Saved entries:
=-=-=-=-=

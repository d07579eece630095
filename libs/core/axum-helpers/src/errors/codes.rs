//! Type-safe error codes for API responses.
//!
//! Each code has a SCREAMING_SNAKE identifier for clients, an integer for
//! logs and dashboards, and a default message.
//!
//! ```rust
//! use axum_helpers::errors::ErrorCode;
//!
//! let code = ErrorCode::ValidationError;
//! assert_eq!(code.as_str(), "VALIDATION_ERROR");
//! assert_eq!(code.code(), 1001);
//! assert_eq!(code.default_message(), "Request validation failed");
//! ```

use serde::{Deserialize, Serialize};
use utoipa::ToSchema;

#[derive(Debug, Clone, Copy, PartialEq, Eq, Hash, Serialize, Deserialize, ToSchema)]
#[serde(rename_all = "SCREAMING_SNAKE_CASE")]
pub enum ErrorCode {
    // Client errors (1000-1999)
    /// Request body failed field validation
    ValidationError,
    /// Path id is not a valid integer
    InvalidId,
    /// Request body could not be extracted as JSON
    JsonExtraction,
    /// Query string could not be deserialized
    QueryExtraction,
    NotFound,
    MethodNotAllowed,
    /// Any other malformed request
    BadRequest,

    // Server errors (1500-1999)
    InternalError,
    ServiceUnavailable,

    // Database errors (2000-2999)
    DatabaseError,
}

impl ErrorCode {
    pub fn as_str(&self) -> &'static str {
        match self {
            Self::ValidationError => "VALIDATION_ERROR",
            Self::InvalidId => "INVALID_ID",
            Self::JsonExtraction => "JSON_EXTRACTION",
            Self::QueryExtraction => "QUERY_EXTRACTION",
            Self::NotFound => "NOT_FOUND",
            Self::MethodNotAllowed => "METHOD_NOT_ALLOWED",
            Self::BadRequest => "BAD_REQUEST",
            Self::InternalError => "INTERNAL_ERROR",
            Self::ServiceUnavailable => "SERVICE_UNAVAILABLE",
            Self::DatabaseError => "DATABASE_ERROR",
        }
    }

    /// Integer code used in structured logs (`error_code` field).
    pub fn code(&self) -> i32 {
        match self {
            Self::ValidationError => 1001,
            Self::InvalidId => 1002,
            Self::JsonExtraction => 1003,
            Self::QueryExtraction => 1007,
            Self::NotFound => 1004,
            Self::MethodNotAllowed => 1005,
            Self::BadRequest => 1006,
            Self::InternalError => 1500,
            Self::ServiceUnavailable => 1503,
            Self::DatabaseError => 2001,
        }
    }

    pub fn default_message(&self) -> &'static str {
        match self {
            Self::ValidationError => "Request validation failed",
            Self::InvalidId => "Invalid id format",
            Self::JsonExtraction => "Failed to parse request body",
            Self::QueryExtraction => "Failed to parse query string",
            Self::NotFound => "Resource not found",
            Self::MethodNotAllowed => "The HTTP method is not allowed for this resource",
            Self::BadRequest => "Bad request",
            Self::InternalError => "An internal server error occurred",
            Self::ServiceUnavailable => "Service is temporarily unavailable",
            Self::DatabaseError => "Database error occurred",
        }
    }
}

impl std::fmt::Display for ErrorCode {
    fn fmt(&self, f: &mut std::fmt::Formatter<'_>) -> std::fmt::Result {
        f.write_str(self.as_str())
    }
}

#[cfg(test)]
mod tests {
    use super::*;

    #[test]
    fn test_error_code_string_representation() {
        assert_eq!(ErrorCode::ValidationError.as_str(), "VALIDATION_ERROR");
        assert_eq!(ErrorCode::InvalidId.as_str(), "INVALID_ID");
        assert_eq!(ErrorCode::NotFound.to_string(), "NOT_FOUND");
    }

    #[test]
    fn test_error_code_integer_codes_are_unique() {
        let all = [
            ErrorCode::ValidationError,
            ErrorCode::InvalidId,
            ErrorCode::JsonExtraction,
            ErrorCode::QueryExtraction,
            ErrorCode::NotFound,
            ErrorCode::MethodNotAllowed,
            ErrorCode::BadRequest,
            ErrorCode::InternalError,
            ErrorCode::ServiceUnavailable,
            ErrorCode::DatabaseError,
        ];
        let codes: std::collections::HashSet<i32> = all.iter().map(ErrorCode::code).collect();
        assert_eq!(codes.len(), all.len());
    }

    #[test]
    fn test_error_code_serde_matches_as_str() {
        let json = serde_json::to_string(&ErrorCode::InvalidId).unwrap();
        assert_eq!(json, "\"INVALID_ID\"");

        let code: ErrorCode = serde_json::from_str("\"NOT_FOUND\"").unwrap();
        assert_eq!(code, ErrorCode::NotFound);
    }
}
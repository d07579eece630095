//! Product Service - Business logic layer

use std::sync::Arc;
use tracing::instrument;
use validator::Validate;

use crate::error::{ProductError, ProductResult};
use crate::models::{Page, PageRequest, Product, ProductUpdate};
use crate::repository::ProductRepository;

/// Product service providing the catalog operations.
///
/// Each operation is a single store call; there are no retries.
pub struct ProductService<R: ProductRepository> {
    repository: Arc<R>,
}

impl<R: ProductRepository> Clone for ProductService<R> {
    fn clone(&self) -> Self {
        Self {
            repository: Arc::clone(&self.repository),
        }
    }
}

impl<R: ProductRepository> ProductService<R> {
    pub fn new(repository: R) -> Self {
        Self {
            repository: Arc::new(repository),
        }
    }

    #[instrument(skip(self))]
    pub async fn list_products(&self, request: PageRequest) -> ProductResult<Page<Product>> {
        self.repository.find_page(request).await
    }

    #[instrument(skip(self))]
    pub async fn get_product(&self, id: i64) -> ProductResult<Product> {
        self.repository
            .find_by_id(id)
            .await?
            .ok_or(ProductError::NotFound(id))
    }

    /// Persist a new product built from every supplied field
    #[instrument(skip(self, input))]
    pub async fn create_product(&self, input: ProductUpdate) -> ProductResult<Product> {
        input
            .validate()
            .map_err(|e| ProductError::Validation(e.to_string()))?;

        self.repository.save(Product::from(input)).await
    }

    /// Merge `patch` into the stored product. Absent fields are left untouched.
    #[instrument(skip(self, patch))]
    pub async fn update_product(&self, id: i64, patch: ProductUpdate) -> ProductResult<Product> {
        patch
            .validate()
            .map_err(|e| ProductError::Validation(e.to_string()))?;

        let existing = self.get_product(id).await?;
        self.repository.save(existing.merge(patch)).await
    }

    /// Succeeds whether or not the product exists
    #[instrument(skip(self))]
    pub async fn delete_product(&self, id: i64) -> ProductResult<()> {
        self.repository.delete_by_id(id).await
    }
}

#[cfg(test)]
mod tests {
    use super::*;
    use crate::models::InventoryStatus;
    use crate::repository::MockProductRepository;
    use mockall::predicate::{always, eq};

    fn watch() -> Product {
        Product {
            id: Some(1),
            code: Some("P001".to_string()),
            price: Some(100.0),
            inventory_status: Some(InventoryStatus::InStock),
            ..Default::default()
        }
    }

    #[tokio::test]
    async fn test_get_product_found() {
        let mut mock_repo = MockProductRepository::new();
        mock_repo
            .expect_find_by_id()
            .with(eq(1))
            .returning(|_| Ok(Some(watch())));

        let service = ProductService::new(mock_repo);

        assert_eq!(service.get_product(1).await.unwrap(), watch());
    }

    #[tokio::test]
    async fn test_get_product_missing_is_not_found() {
        let mut mock_repo = MockProductRepository::new();
        mock_repo.expect_find_by_id().returning(|_| Ok(None));

        let service = ProductService::new(mock_repo);

        assert!(matches!(
            service.get_product(999).await,
            Err(ProductError::NotFound(999))
        ));
    }

    #[tokio::test]
    async fn test_create_saves_without_id() {
        let mut mock_repo = MockProductRepository::new();
        mock_repo
            .expect_save()
            .withf(|p| p.id.is_none() && p.name.as_deref() == Some("Blue Band"))
            .times(1)
            .returning(|p| Ok(Product { id: Some(10), ..p }));

        let service = ProductService::new(mock_repo);
        let created = service
            .create_product(ProductUpdate {
                name: Some("Blue Band".into()),
                quantity: Some(2),
                ..Default::default()
            })
            .await
            .unwrap();

        assert_eq!(created.id, Some(10));
        assert_eq!(created.quantity, Some(2));
    }

    #[tokio::test]
    async fn test_create_rejects_overlong_field_before_store() {
        let mut mock_repo = MockProductRepository::new();
        mock_repo.expect_save().never();

        let service = ProductService::new(mock_repo);
        let result = service
            .create_product(ProductUpdate {
                category: Some("x".repeat(300)),
                ..Default::default()
            })
            .await;

        assert!(matches!(result, Err(ProductError::Validation(_))));
    }

    #[tokio::test]
    async fn test_update_merges_patch_and_keeps_other_fields() {
        let mut mock_repo = MockProductRepository::new();
        mock_repo
            .expect_find_by_id()
            .with(eq(1))
            .returning(|_| Ok(Some(watch())));
        mock_repo.expect_save().times(1).returning(Ok);

        let service = ProductService::new(mock_repo);
        let updated = service
            .update_product(
                1,
                ProductUpdate {
                    code: Some("P001-Updated".into()),
                    price: Some(150.0),
                    ..Default::default()
                },
            )
            .await
            .unwrap();

        assert_eq!(updated.id, Some(1));
        assert_eq!(updated.code.as_deref(), Some("P001-Updated"));
        assert_eq!(updated.price, Some(150.0));
        assert_eq!(updated.inventory_status, Some(InventoryStatus::InStock));
    }

    #[tokio::test]
    async fn test_update_missing_is_not_found_and_never_saves() {
        let mut mock_repo = MockProductRepository::new();
        mock_repo.expect_find_by_id().returning(|_| Ok(None));
        mock_repo.expect_save().never();

        let service = ProductService::new(mock_repo);
        let result = service.update_product(999, ProductUpdate::default()).await;

        assert!(matches!(result, Err(ProductError::NotFound(999))));
    }

    #[tokio::test]
    async fn test_delete_delegates_unconditionally() {
        let mut mock_repo = MockProductRepository::new();
        mock_repo
            .expect_delete_by_id()
            .with(eq(42))
            .times(1)
            .returning(|_| Ok(()));

        let service = ProductService::new(mock_repo);

        assert!(service.delete_product(42).await.is_ok());
    }

    #[tokio::test]
    async fn test_list_propagates_store_failure() {
        let mut mock_repo = MockProductRepository::new();
        mock_repo
            .expect_find_page()
            .with(always())
            .returning(|_| Err(ProductError::Database("pool timed out".into())));

        let service = ProductService::new(mock_repo);
        let result = service.list_products(PageRequest::new(0, 10)).await;

        assert!(matches!(result, Err(ProductError::Database(_))));
    }
}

=-=-=-=-=

▸ TASK REQUIREMENTS
From the data above, copy every line where "ToSchema" appears.

▸ EXPECTED ANSWER
use utoipa::ToSchema;
#[derive(Debug, Clone, Copy, PartialEq, Eq, Hash, Serialize, Deserialize, ToSchema)]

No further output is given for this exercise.